# Video on Frame Assembly, Wiring, Foundation



## Robbo (May 11, 2008)

Nothing special guys - just how I do it here - It might help someone out, or someone might contact me with some good advice some day.



got a spare 10 minutes of you're life?

http://www.youtube.com/user/oldschool500#p/a/u/0/rvUe5ikCwec


----------



## brac (Sep 30, 2009)

Really good video, On the inside of your frame assembly jig, there are grooves for the sidebars, good idea. Did you make this jig? Could you post a picture of one side of the jig (close up). 
Thanks


----------



## river_rat2005 (Jan 19, 2009)

yea i would like to build one myself. how do you make the slots for the inside of the jig


----------



## Joseph Clemens (Feb 12, 2005)

Thanks for sharing. That was a very good instructional video.


----------



## dickm (May 19, 2002)

Great video. I like the jig. I made some from the plans on this site. Compared to yours, they are a little clunky. I like the wire heater. I assume the center 2 pegs we see are not electrical connections? (of the 4 items in a row) I use a 70 yr old DC power supply made for working on radios. I'm told a battery charger will do but the newer ones may sense that a battery isn't there (You may need a battery too.) I use a stapler and put one next to the hole in the frame where the wire will run across it. That eliminates the eyelets. I use one nail, inserted with a pair of pliers, in the center of the end bar.
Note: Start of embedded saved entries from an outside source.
//! # Recipe Search Module
//!
//! [`RecipeFinder`] owns the loaded catalog together with the substitution
//! graph built from it. Both are immutable once constructed, so a finder can
//! be shared freely between threads and queried concurrently.

use log::{debug, info};
use serde::Serialize;
use std::path::Path;

use crate::catalog::{Catalog, Complexity, LoadError, ParseComplexityError, Recipe};
use crate::formatting::format_replacements;
use crate::matching::{score, Replacements, UserIngredients};
use crate::substitutions::SubstitutionGraph;

/// Labels meaning "no complexity filter"
const ANY_COMPLEXITY_LABELS: [&str; 3] = ["any", "all", "любая"];

/// One scored recipe, as returned by [`RecipeFinder::search`]
#[derive(Debug, Clone, PartialEq, Serialize)]
pub struct MatchResult {
    pub name: String,
    /// Coverage of the recipe's ingredients, 0.0 to 100.0
    pub percentage: f64,
    /// Preparation time in minutes
    pub time: f64,
    pub complexity: Complexity,
    pub missing: Vec<String>,
    pub used_replacements: Replacements,
    pub all_replacements: Replacements,
    /// `used_replacements` rendered for a results table
    pub replacements_info: String,
}

/// Parse a user-facing complexity filter
///
/// Blank input and "any" mean no filter.
///
/// # Errors
///
/// Returns `ParseComplexityError` for labels that are neither a known level
/// nor an "any" label.
pub fn parse_complexity_filter(label: &str) -> Result<Option<Complexity>, ParseComplexityError> {
    let normalized = label.trim().to_lowercase();
    if normalized.is_empty() || ANY_COMPLEXITY_LABELS.contains(&normalized.as_str()) {
        return Ok(None);
    }
    normalized.parse().map(Some)
}

/// Coordinates catalog, substitution graph and match engine
#[derive(Debug, Clone)]
pub struct RecipeFinder {
    catalog: Catalog,
    graph: SubstitutionGraph,
}

impl RecipeFinder {
    /// Take ownership of a catalog and build its substitution graph
    pub fn new(catalog: Catalog) -> Self {
        let graph = SubstitutionGraph::build(catalog.recipes());
        Self { catalog, graph }
    }

    /// Load a JSON catalog from disk and build the finder
    pub fn from_path<P: AsRef<Path>>(path: P) -> Result<Self, LoadError> {
        Ok(Self::new(Catalog::from_path(path)?))
    }

    pub fn catalog(&self) -> &Catalog {
        &self.catalog
    }

    pub fn graph(&self) -> &SubstitutionGraph {
        &self.graph
    }

    pub fn recipe(&self, name: &str) -> Option<&Recipe> {
        self.catalog.get(name)
    }

    /// Score every recipe against the given ingredients
    ///
    /// Recipes are restricted to `complexity` when a filter is given. Recipes
    /// scoring exactly 0% are left out. The result keeps catalog order; use
    /// [`crate::sorting::sort_results`] to rank it.
    ///
    /// # Examples
    ///
    /// ```rust
    /// use recipe_finder::catalog::Catalog;
    /// use recipe_finder::search::RecipeFinder;
    ///
    /// let catalog = Catalog::from_json_str(r#"[
    ///     {"name": "Omelette", "ingredients": ["egg", "milk", "salt"], "time": 10,
    ///      "complexity": "light", "replacements": {"milk": ["cream"]}},
    ///     {"name": "Salad", "ingredients": ["tomato", "cucumber"], "time": 5,
    ///      "complexity": "light"}
    /// ]"#)?;
    /// let finder = RecipeFinder::new(catalog);
    ///
    /// let results = finder.search(&["egg", "cream", "salt"], None);
    /// assert_eq!(results.len(), 1);
    /// assert_eq!(results[0].name, "Omelette");
    /// assert_eq!(results[0].replacements_info, "milk→cream");
    /// # Ok::<(), recipe_finder::catalog::LoadError>(())
    /// ```
    pub fn search<S: AsRef<str>>(
        &self,
        ingredients: &[S],
        complexity: Option<Complexity>,
    ) -> Vec<MatchResult> {
        let user = UserIngredients::new(ingredients);
        debug!(
            "Searching {} recipes with {} ingredients, complexity filter: {:?}",
            self.catalog.len(),
            user.len(),
            complexity
        );

        let results: Vec<MatchResult> = self
            .catalog
            .recipes()
            .iter()
            .filter(|recipe| complexity.map_or(true, |c| recipe.complexity == c))
            .filter_map(|recipe| {
                let outcome = score(recipe, &self.graph, &user);
                if outcome.percentage > 0.0 {
                    Some(MatchResult {
                        name: recipe.name.clone(),
                        percentage: outcome.percentage,
                        time: recipe.time,
                        complexity: recipe.complexity,
                        replacements_info: format_replacements(&outcome.used_replacements),
                        missing: outcome.missing,
                        used_replacements: outcome.used_replacements,
                        all_replacements: outcome.all_replacements,
                    })
                } else {
                    None
                }
            })
            .collect();

        info!("Search matched {} recipes", results.len());
        results
    }
}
I tie one end of the wire, run it through the frame and bring the end back to the same nail. For tension, I go to the opposite end of the frame and inset a brad (using pliers) and pull the wire sideways and insert the brad to hold tension. Since I usually use wired foundation, I usually just run the wire in a cross. (X). I never extract deep frames anyway. That's all I know.

Dickm


----------



## RayMarler (Jun 18, 2008)

Very nice video Robbo, thanks for taking the time to make it up and share with the rest of us. :applause:


----------



## Ted n Ms (Apr 25, 2008)

river_rat2005 said:


> yea i would like to build one myself. how do you make the slots for the inside of the jig


On my jig the slots you are referring to is just little sitcks that are placed for spacers to keep the end bars from tipping over. :thumbsup:


----------



## willrich68 (Jan 8, 2010)

Great video. But wouldnt it be a lot easier to go with just the empty frame and let the bees do what bees do and draw out their own foundation. It would cost less money and require less time. Just a thought from a new beek.


----------



## jajtiii (Jul 11, 2008)

That's an outstanding video.

It is, however, a bit sad to visualize how inefficient I am at putting together a frame...


----------



## Grant (Jun 12, 2004)

That video is WAY COOL!

But your shop is WAY TOO CLEAN!

Nice job,

All the best,

Grant
Jackson, MO


----------



## mudhoney (Mar 31, 2008)

X2
WOW if only i could be that organized.
Building the jig probably would take a fraction of time that free handing ten frames would for me! I ve done a lot of lookin on utube but this one is tops, thanks for sharing.:applause:


----------



## Ross (Apr 30, 2003)

Here is the still version and the original jig.....
http://www.myoldtools.com/Bees/framejig/framejig.htm
Easiest way to cut the slots is with a jig saw, but I nibbled mine out with multiple cuts on the table saw.


----------



## greg watkevich (Jan 23, 2010)

I just completed building 4 hive bodies, 4 supers, covers and bottom assemblies and needed to find a good way to assemble a bunch of frames quickly and accurately. Your video makes it easy. A great jig. My problem is finding 3/8 pine stock, without having to plane down 3/4 stock. Local lumber yards don't seem to carry 3/8 stock in our area. Any Ideas?
greg watkevich


----------



## odfrank (May 13, 2002)

I thought everybody had one of these:

http://www.youtube.com/user/oldschool500#p/a/f/0/xx0ZRGYXLhs


----------



## odfrank (May 13, 2002)

My comments:

I staple on a table height bench, less strain on the arms and shoulders, better visibility looking down on the frames.
You did not put a staple through the sidebar into the top bar, an important staple to me.
I grommet the end bars with a stubby tool before assembling frame, then if needed I can whack them with a hammer. Looks like your frame wood is softer that mine.
I assemble standing up, but I wire sitting down. After stapling I dump the frames out of the jig all standing up on their topbars, so that I can immediately drop an upside down super over all ten at once to cut down on handling separate frames.
I sit at a wiring table with the frame held by a screw in each upper corner and the bottom bar stretched a bit over a third screw. In that position I can hammer in the wire brads and hammer sink them. 
I also embed sitting down, standing up only to juggle box fulls of frames.


----------



## Robbo (May 11, 2008)

Cheers for the comments guys - apprecaite it here - A bit of time goes into making videos like that on your own, so thanks again 

Ill have some time monday night to get some piccys of the inside of the jig.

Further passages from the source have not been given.